Two listed as mangere bridge are now where near it , they are mangere east, guess it helped with the price though.
as for paying a mil to live at mangere bridge, good on a not hot, not windy day, still can get a little bit smelly, between the farm, the ponds and the sea

Are you saying properties in Mangere Bridge are over priced currently?

RE are selling them as the new ponsonby of south Auckland. its very very pricey for what you get and what is around you

Disagree. Mangere Bridge is pretty good value given it's probably the closest accessible place to Auckland where you can still buy a proper quarter acre place for less than a million in Auckland. Possibly excepting GI / Point England / Panmure, but Mangere Bridge has almost no state housing, which is desirable for owner occupiers.

Mangere Bridge is certainly not the bargain it was 5 years ago, but it's hardly overpriced, given it's a lot cheaper and a nicer place than plenty of more exclusive neighbourhoods.

Since the start of the year, Mangere Bridge has averaged over $1M, and even during the Oct-Jan period, pretty much eveything was selling within a week or two.

there are a lot of rentals there, don't believe everything a RE says ask some locals
Counties Manukau West police prevention manager Inspector Dave Glossop says crime in Mangere Bridge comes in waves.
The suburb can go months with barely any crimes reported then see a "spike" like the one in the past week.
Glossop's team will be targeting known offenders in the area, who he says are often responsible for most of the crimes committed

Having lived there almost four years now, I can comment. One burglary on my street in that time, which is far less than I experienced when I was living in Meadowbank or Orakei.

No more crime here than in any similar suburb in Auckland, and far less than many a suburb.

It's the proximity to the airport and the isthmus which appeals to people.
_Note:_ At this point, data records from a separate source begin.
//! Bond slashing and pool subsidization.
//!
//! Slashing burns LP units a node's providers pledged to it and hands them
//! to the reserve's protocol-owned liquidity (POL) position in the same
//! pool, so per-pool unit totals are unchanged. When a vault loses funds,
//! the reserve then pays the affected pools the settlement value of what
//! went missing, provided it can afford to.
//!
//! Nothing here rolls back: once a unit is slashed it stays slashed, and a
//! subsidy that fails for one pool does not stop the others.

use tracing::{error, info, warn};

use crate::errors::Result;
use crate::ledger::bond::{calc_liquidity_in_settlement, calc_node_liquidity_bond, calc_total_bondable_liquidity};
use crate::params::ProtocolParameters;
use crate::store::{Keeper, Store};
use crate::types::amount::BASIS_POINTS;
use crate::types::math::{safe_share, uncapped_share};
use crate::types::{emit_or_log, Address, Asset, BondKind, Coin, Event, EventSink, ModuleName, NodeAccount, PubKey, TxId, Vault};

/// Settlement value of `coins` at current pool prices
///
/// Synthetic coins are priced in their layer-1 pool.
pub fn coins_value_in_settlement<S: Store>(keeper: &Keeper<S>, coins: &[Coin]) -> Result<u128> {
    let mut total = 0u128;
    for coin in coins.iter().filter(|c| !c.is_empty()) {
        if coin.asset.is_settlement() {
            total = total.saturating_add(coin.amount);
            continue;
        }
        let pool = keeper.get_pool(&coin.asset.layer1())?;
        total = total.saturating_add(pool.asset_value_in_settlement(coin.amount));
    }
    Ok(total)
}

/// Burn up to `amount` (settlement value) of the units pledged to `node`
///
/// Every backer loses the same fraction of its pledge. Burned units are
/// credited to the reserve's position in the same pool. Returns the
/// settlement value actually moved, which can fall short of `amount` through
/// unit truncation.
pub fn slash_node_lp<S: Store>(
    keeper: &mut Keeper<S>,
    params: &ProtocolParameters,
    events: &mut dyn EventSink,
    node: &Address,
    amount: u128,
) -> Result<u128> {
    if amount == 0 {
        return Ok(0);
    }
    let node_bond = calc_node_liquidity_bond(keeper, params, node)?;
    if node_bond == 0 {
        warn!(%node, amount, "node has no bond to slash");
        return Ok(0);
    }
    let amount = amount.min(node_bond);
    let reserve = Keeper::<S>::module_address(ModuleName::Reserve);

    let mut slashed = 0u128;
    for asset in params.liquidity_pools() {
        let pool = keeper.get_pool(asset)?;
        let mut burned = 0u128;
        for mut lp in keeper.liquidity_providers(asset)? {
            if lp.owner() == &reserve {
                continue;
            }
            let bonded = lp.units_bonded_to_node(node);
            if bonded == 0 {
                continue;
            }
            let bonded_value = calc_liquidity_in_settlement(&pool, bonded)?;
            let target = safe_share(bonded_value, node_bond, amount);
            let units = safe_share(target, bonded_value, bonded);
            if units == 0 {
                continue;
            }
            burned = burned.saturating_add(lp.slash_bonded(node, units));
            keeper.set_liquidity_provider(&lp)?;
        }
        if burned == 0 {
            continue;
        }

        let mut pol = keeper.get_liquidity_provider(asset, &reserve)?;
        pol.units = pol.units.saturating_add(burned);
        keeper.set_liquidity_provider(&pol)?;

        let value = calc_liquidity_in_settlement(&pool, burned)?;
        slashed = slashed.saturating_add(value);
        info!(%node, pool = %asset, units = burned, value, "slashed bonded liquidity");
        emit_or_log(
            events,
            Event::SlashLiquidity {
                node_address: node.clone(),
                pool: asset.clone(),
                units: burned,
                value,
            },
        );
    }
    Ok(slashed)
}

struct Subsidy {
    asset: Asset,
    stolen: u128,
    value: u128,
}

fn signed(amount: u128) -> i128 {
    i128::try_from(amount).unwrap_or(i128::MAX)
}

/// Make pools whole for `coins` lost from `vault_pub_key`, paid by the reserve
///
/// `total_stolen` is capped at the reserve's POL value. Pools are only
/// subsidized when the reserve balance exceeds the capped value times
/// `SubsidizeReserveMultiplier`; otherwise they absorb the loss.
///
/// Afterwards, for every bondable pool whose POL toggle is on, the reserve
/// withdraws part of its position there: half the subsidy's bps of POL for a
/// subsidized pool, the full capped stolen bps otherwise.
pub fn subsidize_pools_with_slash_bond<S: Store>(
    keeper: &mut Keeper<S>,
    params: &ProtocolParameters,
    events: &mut dyn EventSink,
    vault_pub_key: &PubKey,
    coins: &[Coin],
    total_stolen: u128,
    slashed: u128,
) -> Result<()> {
    if total_stolen == 0 || slashed == 0 {
        info!(vault = %vault_pub_key, total_stolen, slashed, "nothing stolen or slashed, no subsidy");
        return Ok(());
    }

    let reserve = Keeper::<S>::module_address(ModuleName::Reserve);
    let pol = calc_total_bondable_liquidity(keeper, params, &reserve)?;
    let mut stolen = total_stolen;
    if pol < stolen {
        error!(vault = %vault_pub_key, stolen, pol, "vault lost more than protocol-owned liquidity");
        emit_or_log(
            events,
            Event::StolenValueCapped {
                vault: vault_pub_key.clone(),
                stolen,
                capped: pol,
            },
        );
        stolen = pol;
    }

    let mut subsidies = Vec::new();
    for coin in coins.iter().filter(|c| !c.is_empty() && !c.asset.is_settlement()) {
        let pool = keeper.get_pool(&coin.asset.layer1())?;
        let value = pool.asset_value_in_settlement(coin.amount);
        if value == 0 {
            info!(pool = %pool.asset, amount = coin.amount, "stolen asset has no settlement value");
            continue;
        }
        subsidies.push(Subsidy {
            asset: pool.asset,
            stolen: coin.amount,
            value,
        });
    }

    let reserve_balance = keeper.module_balance(ModuleName::Reserve)?;
    let required = stolen.saturating_mul(params.subsidize_reserve_multiplier());
    if reserve_balance <= required {
        warn!(vault = %vault_pub_key, reserve_balance, required, "reserve too small, pools absorb the loss");
        emit_or_log(
            events,
            Event::SubsidySkipped {
                vault: vault_pub_key.clone(),
                reserve: reserve_balance,
                required,
            },
        );
    } else {
        for subsidy in &subsidies {
            let mut pool = keeper.get_pool(&subsidy.asset)?;
            if pool.is_empty() {
                continue;
            }
            if let Err(err) = keeper.send_module_to_module(ModuleName::Reserve, ModuleName::Asgard, subsidy.value) {
                error!(pool = %pool.asset, %err, "fail to move subsidy from reserve");
                continue;
            }
            pool.balance_settlement = pool.balance_settlement.saturating_add(subsidy.value);
            pool.sub_asset(subsidy.stolen);
            keeper.set_pool(&pool)?;

            emit_or_log(
                events,
                Event::Slash {
                    pool: pool.asset.clone(),
                    deltas: vec![
                        (pool.asset.clone(), -signed(subsidy.stolen)),
                        (Asset::settlement(), signed(subsidy.value)),
                    ],
                },
            );
        }
    }

    if pol == 0 {
        return Ok(());
    }
    for asset in params.liquidity_pools() {
        if !params.pol_enabled(asset) {
            continue;
        }
        let part = subsidies
            .iter()
            .find(|s| &s.asset == asset)
            .map_or(stolen, |s| s.value / 2);
        let basis_points = safe_share(part, pol, BASIS_POINTS);
        if let Err(err) = withdraw_reserve_liquidity(keeper, events, asset, basis_points) {
            error!(pool = %asset, basis_points, %err, "fail to withdraw protocol-owned liquidity");
        }
    }
    Ok(())
}

/// Draw down `basis_points` of the reserve's free units in `asset`
///
/// The position is redeemed in the settlement asset and the proceeds move
/// from the pool module to the reserve. Nothing is written if the transfer
/// fails.
fn withdraw_reserve_liquidity<S: Store>(
    keeper: &mut Keeper<S>,
    events: &mut dyn EventSink,
    asset: &Asset,
    basis_points: u128,
) -> Result<()> {
    let reserve = Keeper::<S>::module_address(ModuleName::Reserve);
    let mut lp = keeper.get_liquidity_provider(asset, &reserve)?;
    let units = safe_share(basis_points, BASIS_POINTS, lp.remaining_units());
    if units == 0 {
        return Ok(());
    }

    let mut pool = keeper.get_pool(asset)?;
    let settlement_out = pool.withdraw_to_settlement(units)?;
    keeper.send_module_to_module(ModuleName::Asgard, ModuleName::Reserve, settlement_out)?;
    lp.units -= units;
    keeper.set_liquidity_provider(&lp)?;
    keeper.set_pool(&pool)?;

    info!(pool = %asset, units, basis_points, settlement_out, "withdrew protocol-owned liquidity");
    emit_or_log(
        events,
        Event::WithdrawLiquidity {
            pool: asset.clone(),
            address: reserve,
            units,
            basis_points,
            settlement_out,
            asset_out: 0,
            tx_id: TxId::blank(),
        },
    );
    Ok(())
}

/// Slash the nodes responsible for `coins` missing from `vault`
///
/// The stolen value is split evenly across the vault's members (the owner,
/// for a Yggdrasil vault). Each member is charged `SlashPenalty` bps of its
/// share, capped at its bond. Returns the total value slashed.
pub fn slash_vault_theft<S: Store>(
    keeper: &mut Keeper<S>,
    params: &ProtocolParameters,
    events: &mut dyn EventSink,
    vault: &Vault,
    coins: &[Coin],
    tx_id: &TxId,
) -> Result<u128> {
    let stolen = coins_value_in_settlement(keeper, coins)?;
    if stolen == 0 {
        return Ok(0);
    }

    let mut members: Vec<NodeAccount> = Vec::new();
    if vault.is_yggdrasil() {
        members.extend(keeper.node_account_by_pub_key(&vault.pub_key)?);
    } else {
        for member in &vault.membership {
            members.extend(keeper.node_account_by_pub_key(member)?);
        }
    }
    if members.is_empty() {
        error!(vault = %vault.pub_key, stolen, "no node to slash for missing funds");
        return Ok(0);
    }

    let share = stolen / members.len() as u128;
    let mut total = 0u128;
    for na in &members {
        let bond = calc_node_liquidity_bond(keeper, params, &na.node_address)?;
        let target = uncapped_share(params.slash_penalty(), BASIS_POINTS, share).min(bond);
        let slashed = slash_node_lp(keeper, params, events, &na.node_address, target)?;
        if slashed < target {
            error!(node = %na.node_address, target, slashed, "slashed less than the penalty");
        }
        if slashed > 0 {
            emit_or_log(
                events,
                Event::Bond {
                    node_address: na.node_address.clone(),
                    asset: Asset::settlement(),
                    amount: slashed,
                    kind: BondKind::Cost,
                    tx_id: tx_id.clone(),
                },
            );
        }
        total = total.saturating_add(slashed);
    }

    if let Err(err) = subsidize_pools_with_slash_bond(keeper, params, events, &vault.pub_key, coins, stolen, total) {
        error!(vault = %vault.pub_key, %err, "fail to subsidize pools with slashed bond");
    }
    Ok(total)
}

// ============================================================================
// Unit Tests
// ============================================================================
Safer and quieter than Onehunga and zoned for Onehunga schools.

As a suburb it's on a par with and similar to Waterview and Te Atatu Peninsula, and they have roughly similar prices.

As for sewage ponds, they were removed over 10 years ago and it's all done inside the plant.
And living between a farm and the sea sounds fine to me. but perhaps you would rather live beside or under a motorway like Northcote Point.

Each to their own.

haha, try riding the bike trail on a hot summers day and then tell me there is no smell, it get flushed out the side of the island into the harbour and sits in a pond between tides , its no where as bad as it used to be with the ponds but the harbour is polluted pretty bad so swimming and selfish gathering are prohibited
http://stateofauckland.aucklandcouncil.govt.nz/marine-report-card/manuka...

The Mangere cheapie sold for just over 60% above CV. Could currently yield more than 4% though.

you say cheapie 3 years ago in mangere, you could for the same price brought a house on a 800sm section for that price, they are now 700-800 almost double the price in three years, at that rate what would you expect them to be in another five years,

I was trying to be ironic with the word cheapie. I do think the entry level houses in places like Mangere, Manurewa, Papakura etc have gone up a lot in the last year or so. From 400k to 600k in 18 months in many cases. It seems directly related to affordability. With higher interest rate 400k was just affordable. Now with lower interest rate 600k is just affordable. Yield dollars are similar to rent potential - see featured Mangere property for example. They could go up again if interest rates drop further. If interest rates stay the same prices will flatten.
All good - proceed with the gentrification of Mangere.

only 6 times the median annual household income? Unbelievable bargain!

Don't worry muntijaqi, once the balance of landlords v. renters tips the vote towards the renters, then the Govt will do something ....till then it's more of the same ....which is nothing !

That's an awfully long way away.

This government won't do anything. Vote for _anything_ other than National next year.

Rock On !! ,,,,,, keep those prices climbing up, up, up !! .... the higher they go, the further they fall !

someone so young can see more clearly than many older supposedly wiser people especially those in power. are you listening JK and nick smith, you are destroying the aspirations of our young
http://www.nzherald.co.nz/nz/news/article.cfm?c_id=1&objectid=11632998
House owners are delighted, as significant increase in demand has resulted in house values skyrocketing. My parents were lucky to be able to benefit from this, and thus increase our living standard through their hard work. However, as a young student, this is terrifying news to me. This increase in housing price is just increasing the seemingly unreachable wealth gap. I have first handedly experienced the difference throughout the years. The cost of our first family home was just under $400,000 when we purchased it around 10 years ago, but now it has a market price of over double. However, the amount my parents earned around then were not that different from how much I hope to earn out of university. Something that used to be attainable through hard work is no longer something we can achieve through hard work. Our unnatural increase in housing price is making it impossible for our generation to purchase our first home without significant funding from our parent
This is means that even if you work your hardest, without prior wealth, it is almost impossible to take the first step into the house market anymore.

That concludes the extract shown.